Copy each line from the records below in which the word "that" is found.

(Collected data entries)
• • • • •

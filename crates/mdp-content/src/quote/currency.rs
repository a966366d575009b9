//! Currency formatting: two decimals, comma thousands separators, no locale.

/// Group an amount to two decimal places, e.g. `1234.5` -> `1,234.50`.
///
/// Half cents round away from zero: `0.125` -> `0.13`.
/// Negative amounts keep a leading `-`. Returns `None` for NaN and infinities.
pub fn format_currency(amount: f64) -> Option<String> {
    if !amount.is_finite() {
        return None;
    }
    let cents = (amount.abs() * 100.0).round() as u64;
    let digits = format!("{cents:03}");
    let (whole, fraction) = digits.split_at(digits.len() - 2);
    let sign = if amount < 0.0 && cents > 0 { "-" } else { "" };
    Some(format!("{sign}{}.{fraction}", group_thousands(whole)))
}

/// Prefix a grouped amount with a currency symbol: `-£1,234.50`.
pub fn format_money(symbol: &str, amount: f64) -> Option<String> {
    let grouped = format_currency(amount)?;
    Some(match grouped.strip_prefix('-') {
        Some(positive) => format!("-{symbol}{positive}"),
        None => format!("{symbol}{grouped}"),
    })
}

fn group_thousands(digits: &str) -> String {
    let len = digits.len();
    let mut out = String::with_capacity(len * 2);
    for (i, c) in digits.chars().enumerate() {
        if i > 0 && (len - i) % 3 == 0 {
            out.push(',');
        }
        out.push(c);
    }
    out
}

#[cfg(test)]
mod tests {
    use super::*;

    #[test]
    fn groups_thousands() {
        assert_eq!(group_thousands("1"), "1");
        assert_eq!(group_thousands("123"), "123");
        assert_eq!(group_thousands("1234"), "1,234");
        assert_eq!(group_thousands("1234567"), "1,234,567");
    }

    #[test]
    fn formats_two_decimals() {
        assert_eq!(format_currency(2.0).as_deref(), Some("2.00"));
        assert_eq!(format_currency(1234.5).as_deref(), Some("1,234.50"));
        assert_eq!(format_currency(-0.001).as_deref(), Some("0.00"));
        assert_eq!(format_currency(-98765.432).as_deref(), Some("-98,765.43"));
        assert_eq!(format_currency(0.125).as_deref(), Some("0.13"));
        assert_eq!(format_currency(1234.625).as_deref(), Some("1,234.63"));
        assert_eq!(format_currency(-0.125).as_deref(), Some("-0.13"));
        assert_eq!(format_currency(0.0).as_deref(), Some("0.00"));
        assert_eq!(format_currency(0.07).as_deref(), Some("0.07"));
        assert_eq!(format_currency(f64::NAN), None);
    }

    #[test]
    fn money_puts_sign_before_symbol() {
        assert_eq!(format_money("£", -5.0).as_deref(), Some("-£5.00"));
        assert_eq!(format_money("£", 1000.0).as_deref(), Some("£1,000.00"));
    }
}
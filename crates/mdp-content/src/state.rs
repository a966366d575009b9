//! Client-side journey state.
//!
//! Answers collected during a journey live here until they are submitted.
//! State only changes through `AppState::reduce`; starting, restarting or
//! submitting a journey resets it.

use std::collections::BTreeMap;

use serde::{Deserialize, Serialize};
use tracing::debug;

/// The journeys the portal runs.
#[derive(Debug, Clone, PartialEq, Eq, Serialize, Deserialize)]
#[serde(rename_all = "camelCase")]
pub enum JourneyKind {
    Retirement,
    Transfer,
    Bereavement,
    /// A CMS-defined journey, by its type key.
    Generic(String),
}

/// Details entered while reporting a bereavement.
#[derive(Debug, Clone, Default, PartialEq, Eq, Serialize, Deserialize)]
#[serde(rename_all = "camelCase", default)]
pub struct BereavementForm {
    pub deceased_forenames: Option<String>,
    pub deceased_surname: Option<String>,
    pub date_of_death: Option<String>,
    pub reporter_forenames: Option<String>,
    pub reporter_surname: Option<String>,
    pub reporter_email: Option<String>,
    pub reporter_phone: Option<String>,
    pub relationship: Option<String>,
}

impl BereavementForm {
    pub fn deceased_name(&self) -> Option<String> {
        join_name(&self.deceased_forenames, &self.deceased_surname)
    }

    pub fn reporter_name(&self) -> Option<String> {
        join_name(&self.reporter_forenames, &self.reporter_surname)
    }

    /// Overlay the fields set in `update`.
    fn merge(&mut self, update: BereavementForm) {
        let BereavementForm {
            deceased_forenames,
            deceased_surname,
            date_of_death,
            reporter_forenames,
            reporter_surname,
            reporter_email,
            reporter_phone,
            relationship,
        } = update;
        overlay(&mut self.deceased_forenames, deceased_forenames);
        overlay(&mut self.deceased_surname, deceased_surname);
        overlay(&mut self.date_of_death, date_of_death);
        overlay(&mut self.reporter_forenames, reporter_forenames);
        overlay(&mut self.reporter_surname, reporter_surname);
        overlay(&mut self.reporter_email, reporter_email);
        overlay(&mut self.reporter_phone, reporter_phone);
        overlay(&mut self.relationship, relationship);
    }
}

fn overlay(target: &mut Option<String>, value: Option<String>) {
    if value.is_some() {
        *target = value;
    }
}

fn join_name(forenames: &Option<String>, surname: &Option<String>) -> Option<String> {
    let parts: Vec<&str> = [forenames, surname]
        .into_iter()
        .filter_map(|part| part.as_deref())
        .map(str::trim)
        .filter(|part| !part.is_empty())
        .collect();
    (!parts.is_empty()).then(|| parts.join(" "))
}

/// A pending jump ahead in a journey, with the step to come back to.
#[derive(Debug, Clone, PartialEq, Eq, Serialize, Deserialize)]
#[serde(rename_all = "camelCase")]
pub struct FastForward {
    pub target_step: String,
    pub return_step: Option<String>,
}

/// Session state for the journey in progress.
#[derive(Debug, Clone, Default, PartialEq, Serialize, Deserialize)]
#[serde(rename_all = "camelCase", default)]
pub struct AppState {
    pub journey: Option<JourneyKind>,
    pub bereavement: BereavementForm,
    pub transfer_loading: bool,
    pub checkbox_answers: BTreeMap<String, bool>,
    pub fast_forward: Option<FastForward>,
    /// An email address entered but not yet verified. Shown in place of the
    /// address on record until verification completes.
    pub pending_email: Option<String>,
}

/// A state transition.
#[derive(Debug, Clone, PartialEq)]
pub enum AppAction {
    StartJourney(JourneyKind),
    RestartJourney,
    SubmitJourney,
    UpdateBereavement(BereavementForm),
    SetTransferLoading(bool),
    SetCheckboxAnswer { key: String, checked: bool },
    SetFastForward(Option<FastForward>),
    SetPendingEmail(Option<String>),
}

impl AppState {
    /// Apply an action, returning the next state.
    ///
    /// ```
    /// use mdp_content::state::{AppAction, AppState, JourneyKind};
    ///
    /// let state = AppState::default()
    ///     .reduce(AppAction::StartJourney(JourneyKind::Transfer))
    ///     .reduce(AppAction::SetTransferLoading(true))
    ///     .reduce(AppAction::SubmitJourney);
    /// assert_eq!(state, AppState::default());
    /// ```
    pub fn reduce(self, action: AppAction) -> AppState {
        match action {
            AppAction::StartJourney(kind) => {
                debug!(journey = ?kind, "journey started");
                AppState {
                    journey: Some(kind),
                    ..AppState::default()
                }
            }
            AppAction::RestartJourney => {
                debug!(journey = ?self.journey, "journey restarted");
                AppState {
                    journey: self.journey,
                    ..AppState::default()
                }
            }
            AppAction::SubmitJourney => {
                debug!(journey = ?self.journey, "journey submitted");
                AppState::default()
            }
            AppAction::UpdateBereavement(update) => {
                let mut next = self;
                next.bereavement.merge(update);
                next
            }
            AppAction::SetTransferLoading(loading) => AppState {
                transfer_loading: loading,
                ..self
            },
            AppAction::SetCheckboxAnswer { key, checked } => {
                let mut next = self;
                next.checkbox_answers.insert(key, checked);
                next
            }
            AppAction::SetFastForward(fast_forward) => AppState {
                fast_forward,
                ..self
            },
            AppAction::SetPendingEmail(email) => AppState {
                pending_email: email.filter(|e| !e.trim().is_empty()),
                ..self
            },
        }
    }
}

• • • • •

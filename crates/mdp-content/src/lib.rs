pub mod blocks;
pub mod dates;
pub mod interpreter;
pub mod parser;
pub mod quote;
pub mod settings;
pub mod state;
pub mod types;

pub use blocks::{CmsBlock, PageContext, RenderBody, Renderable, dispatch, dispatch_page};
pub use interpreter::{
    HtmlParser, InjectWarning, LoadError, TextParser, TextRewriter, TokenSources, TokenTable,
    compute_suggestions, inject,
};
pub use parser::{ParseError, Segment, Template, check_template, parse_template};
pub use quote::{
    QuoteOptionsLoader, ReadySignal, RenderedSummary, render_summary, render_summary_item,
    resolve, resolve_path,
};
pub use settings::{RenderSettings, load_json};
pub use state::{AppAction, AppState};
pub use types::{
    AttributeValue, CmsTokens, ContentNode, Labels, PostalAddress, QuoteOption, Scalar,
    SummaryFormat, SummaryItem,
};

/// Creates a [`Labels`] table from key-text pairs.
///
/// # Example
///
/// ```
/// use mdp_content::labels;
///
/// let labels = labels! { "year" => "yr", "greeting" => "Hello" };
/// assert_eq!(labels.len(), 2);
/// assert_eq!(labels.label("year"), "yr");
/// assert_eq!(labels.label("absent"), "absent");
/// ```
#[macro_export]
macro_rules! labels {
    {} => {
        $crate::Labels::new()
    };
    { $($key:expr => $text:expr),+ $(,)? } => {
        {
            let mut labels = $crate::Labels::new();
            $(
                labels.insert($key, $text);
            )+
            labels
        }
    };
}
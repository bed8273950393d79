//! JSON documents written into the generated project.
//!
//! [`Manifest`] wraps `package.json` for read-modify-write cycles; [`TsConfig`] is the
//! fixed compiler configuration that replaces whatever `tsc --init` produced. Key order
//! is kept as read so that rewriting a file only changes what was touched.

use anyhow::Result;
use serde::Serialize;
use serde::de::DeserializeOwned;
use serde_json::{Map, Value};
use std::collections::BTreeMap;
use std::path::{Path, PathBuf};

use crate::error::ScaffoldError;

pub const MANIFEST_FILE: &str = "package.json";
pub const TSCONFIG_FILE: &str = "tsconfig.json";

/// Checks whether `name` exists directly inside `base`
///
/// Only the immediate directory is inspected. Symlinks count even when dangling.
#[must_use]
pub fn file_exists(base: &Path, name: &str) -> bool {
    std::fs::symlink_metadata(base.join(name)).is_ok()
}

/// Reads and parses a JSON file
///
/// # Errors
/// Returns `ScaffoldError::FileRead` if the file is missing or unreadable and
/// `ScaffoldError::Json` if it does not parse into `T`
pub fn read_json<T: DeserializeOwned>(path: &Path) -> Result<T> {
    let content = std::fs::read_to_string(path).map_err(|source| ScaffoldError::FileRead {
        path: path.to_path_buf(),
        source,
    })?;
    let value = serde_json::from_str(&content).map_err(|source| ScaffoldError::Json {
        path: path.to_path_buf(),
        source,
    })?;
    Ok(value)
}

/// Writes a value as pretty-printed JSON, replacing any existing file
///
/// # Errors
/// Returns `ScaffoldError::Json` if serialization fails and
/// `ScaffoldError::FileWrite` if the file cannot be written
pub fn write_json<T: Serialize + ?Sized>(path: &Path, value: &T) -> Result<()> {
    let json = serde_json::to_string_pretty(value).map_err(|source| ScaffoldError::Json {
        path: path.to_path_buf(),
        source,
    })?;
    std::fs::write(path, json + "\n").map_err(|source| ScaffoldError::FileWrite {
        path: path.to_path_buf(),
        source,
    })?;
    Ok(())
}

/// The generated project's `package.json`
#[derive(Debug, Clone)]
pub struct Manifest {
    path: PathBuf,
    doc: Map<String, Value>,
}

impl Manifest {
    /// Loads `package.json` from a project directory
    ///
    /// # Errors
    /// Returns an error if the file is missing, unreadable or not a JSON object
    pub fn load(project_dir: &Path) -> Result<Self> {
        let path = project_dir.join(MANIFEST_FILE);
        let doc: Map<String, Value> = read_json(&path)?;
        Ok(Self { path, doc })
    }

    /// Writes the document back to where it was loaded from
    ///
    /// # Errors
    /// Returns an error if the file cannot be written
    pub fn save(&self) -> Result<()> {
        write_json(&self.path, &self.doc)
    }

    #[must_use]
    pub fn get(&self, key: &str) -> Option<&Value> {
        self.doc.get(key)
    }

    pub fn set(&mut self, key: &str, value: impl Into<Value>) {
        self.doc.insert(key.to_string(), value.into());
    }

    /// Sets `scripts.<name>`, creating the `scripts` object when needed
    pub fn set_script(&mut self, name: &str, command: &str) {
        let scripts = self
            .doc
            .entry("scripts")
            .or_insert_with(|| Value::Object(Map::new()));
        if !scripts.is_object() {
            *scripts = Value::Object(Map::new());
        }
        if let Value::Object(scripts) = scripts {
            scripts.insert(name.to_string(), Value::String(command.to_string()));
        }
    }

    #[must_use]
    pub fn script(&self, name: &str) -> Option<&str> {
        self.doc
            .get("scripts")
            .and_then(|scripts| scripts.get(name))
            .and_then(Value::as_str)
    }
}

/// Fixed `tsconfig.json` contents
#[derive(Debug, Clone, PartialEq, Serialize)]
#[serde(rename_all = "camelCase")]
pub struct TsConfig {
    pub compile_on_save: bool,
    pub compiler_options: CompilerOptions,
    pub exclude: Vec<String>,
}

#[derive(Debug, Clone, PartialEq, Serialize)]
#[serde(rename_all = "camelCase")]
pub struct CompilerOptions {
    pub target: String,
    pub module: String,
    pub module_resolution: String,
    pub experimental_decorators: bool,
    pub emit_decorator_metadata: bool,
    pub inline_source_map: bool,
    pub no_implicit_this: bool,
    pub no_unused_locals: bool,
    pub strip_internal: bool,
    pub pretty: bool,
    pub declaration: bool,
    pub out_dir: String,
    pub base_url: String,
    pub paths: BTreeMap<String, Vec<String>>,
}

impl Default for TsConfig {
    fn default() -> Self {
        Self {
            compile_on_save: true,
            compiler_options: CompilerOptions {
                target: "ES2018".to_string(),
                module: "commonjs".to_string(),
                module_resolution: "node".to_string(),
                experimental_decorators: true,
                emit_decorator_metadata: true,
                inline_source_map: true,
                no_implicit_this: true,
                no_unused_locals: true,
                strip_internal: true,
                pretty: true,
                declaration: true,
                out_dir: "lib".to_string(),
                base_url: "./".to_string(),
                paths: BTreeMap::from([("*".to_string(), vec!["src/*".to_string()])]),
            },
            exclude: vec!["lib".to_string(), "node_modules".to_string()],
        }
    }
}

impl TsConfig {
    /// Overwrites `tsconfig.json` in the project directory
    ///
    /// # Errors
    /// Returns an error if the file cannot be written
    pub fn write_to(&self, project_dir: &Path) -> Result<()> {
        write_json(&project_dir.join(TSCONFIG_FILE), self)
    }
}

• • • • •

ANSWER TO THE PROBLEM:
//! fixed compiler configuration that replaces whatever `tsc --init` produced. Key order
//! is kept as read so that rewriting a file only changes what was touched.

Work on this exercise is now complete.